EXERCISE INSTRUCTIONS:
The answer should consist of each line from the data below that includes "head".

PROVIDED ENTRIES:
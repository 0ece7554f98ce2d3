//! String similarity algorithms.
//!
//! Every function returns a similarity in `0.0..=100.0`. The base measure is
//! the normalized Indel similarity (`1 - indel_distance / (len_a + len_b)`)
//! from `rapidfuzz`; the other algorithms combine it over substrings or
//! token rearrangements. Lengths are counted in Unicode scalar values.

use std::collections::BTreeSet;

use rapidfuzz::distance::indel;

/// Weight applied to token-based scores inside [`weighted_ratio`].
const UNBASE_SCALE: f64 = 0.95;
/// Length ratio below which [`weighted_ratio`] skips the partial algorithms.
const PARTIAL_LENGTH_RATIO: f64 = 1.5;
/// Length ratio from which partial scores are weighted down harder.
const LONG_LENGTH_RATIO: f64 = 8.0;

fn chars(s: &str) -> Vec<char> {
    s.chars().collect()
}

fn ratio_chars(a: &[char], b: &[char]) -> f64 {
    if a.is_empty() && b.is_empty() {
        return 100.0;
    }
    100.0 * indel::normalized_similarity(a.iter().copied(), b.iter().copied())
}

/// Edit-distance ratio of the two strings.
pub fn ratio(a: &str, b: &str) -> f64 {
    ratio_chars(&chars(a), &chars(b))
}

/// Best [`ratio`] of the shorter string against any same-length window of
/// the longer one.
///
/// Windows that only partly overlap the longer string at either end are
/// included. With equal lengths both directions are tried.
pub fn partial_ratio(a: &str, b: &str) -> f64 {
    partial_ratio_chars(&chars(a), &chars(b))
}

fn partial_ratio_chars(a: &[char], b: &[char]) -> f64 {
    let (needle, haystack) = if a.len() <= b.len() { (a, b) } else { (b, a) };
    if needle.is_empty() {
        return if haystack.is_empty() { 100.0 } else { 0.0 };
    }
    let best = best_window(needle, haystack);
    if a.len() == b.len() && best < 100.0 {
        return best.max(best_window(haystack, needle));
    }
    best
}

fn best_window(needle: &[char], haystack: &[char]) -> f64 {
    let n = needle.len();
    let m = haystack.len();
    let mut best = 0.0_f64;

    let windows = (1..n)
        .map(|end| &haystack[..end])
        .chain((0..=m - n).map(|start| &haystack[start..start + n]))
        .chain((m - n + 1..m).map(|start| &haystack[start..]));

    for window in windows {
        best = best.max(ratio_chars(needle, window));
        if best >= 100.0 {
            break;
        }
    }
    best
}

fn sorted_tokens(s: &str) -> String {
    let mut tokens: Vec<&str> = s.split_whitespace().collect();
    tokens.sort_unstable();
    tokens.join(" ")
}

/// [`ratio`] after sorting whitespace-separated tokens.
pub fn token_sort_ratio(a: &str, b: &str) -> f64 {
    ratio(&sorted_tokens(a), &sorted_tokens(b))
}

struct TokenSets<'a> {
    intersection: Vec<&'a str>,
    diff_ab: Vec<&'a str>,
    diff_ba: Vec<&'a str>,
}

impl<'a> TokenSets<'a> {
    /// Returns `None` when either side has no tokens.
    fn split(a: &'a str, b: &'a str) -> Option<Self> {
        let tokens_a: BTreeSet<&str> = a.split_whitespace().collect();
        let tokens_b: BTreeSet<&str> = b.split_whitespace().collect();
        if tokens_a.is_empty() || tokens_b.is_empty() {
            return None;
        }
        Some(Self {
            intersection: tokens_a.intersection(&tokens_b).copied().collect(),
            diff_ab: tokens_a.difference(&tokens_b).copied().collect(),
            diff_ba: tokens_b.difference(&tokens_a).copied().collect(),
        })
    }

    fn one_side_contained(&self) -> bool {
        !self.intersection.is_empty() && (self.diff_ab.is_empty() || self.diff_ba.is_empty())
    }
}

fn join_parts(head: &str, tail: &[&str]) -> String {
    let tail = tail.join(" ");
    match (head.is_empty(), tail.is_empty()) {
        (true, _) => tail,
        (_, true) => head.to_string(),
        _ => format!("{head} {tail}"),
    }
}

/// Set-based token comparison, insensitive to token order and repetition.
pub fn token_set_ratio(a: &str, b: &str) -> f64 {
    let Some(sets) = TokenSets::split(a, b) else {
        return 0.0;
    };
    if sets.one_side_contained() {
        return 100.0;
    }
    let sect = sets.intersection.join(" ");
    let combined_ab = join_parts(&sect, &sets.diff_ab);
    let combined_ba = join_parts(&sect, &sets.diff_ba);

    ratio(&sect, &combined_ab)
        .max(ratio(&sect, &combined_ba))
        .max(ratio(&combined_ab, &combined_ba))
}

fn partial_token_ratio(a: &str, b: &str) -> f64 {
    let Some(sets) = TokenSets::split(a, b) else {
        return 0.0;
    };
    if !sets.intersection.is_empty() {
        return 100.0;
    }
    let sorted = partial_ratio(&sorted_tokens(a), &sorted_tokens(b));
    sorted.max(partial_ratio(&sets.diff_ab.join(" "), &sets.diff_ba.join(" ")))
}

/// Weighted blend of the other algorithms, chosen by the length ratio of
/// the inputs.
pub fn weighted_ratio(a: &str, b: &str) -> f64 {
    let len_a = a.chars().count();
    let len_b = b.chars().count();
    if len_a == 0 || len_b == 0 {
        return 0.0;
    }

    let len_ratio = len_a.max(len_b) as f64 / len_a.min(len_b) as f64;
    let base = ratio(a, b);

    if len_ratio < PARTIAL_LENGTH_RATIO {
        let token = token_sort_ratio(a, b).max(token_set_ratio(a, b));
        return base.max(token * UNBASE_SCALE);
    }

    let partial_scale = if len_ratio < LONG_LENGTH_RATIO {
        0.9
    } else {
        0.6
    };
    base.max(partial_ratio(a, b) * partial_scale)
        .max(partial_token_ratio(a, b) * UNBASE_SCALE * partial_scale)
}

ANSWER:
fn join_parts(head: &str, tail: &[&str]) -> String {
    match (head.is_empty(), tail.is_empty()) {
        (_, true) => head.to_string(),
        _ => format!("{head} {tail}"),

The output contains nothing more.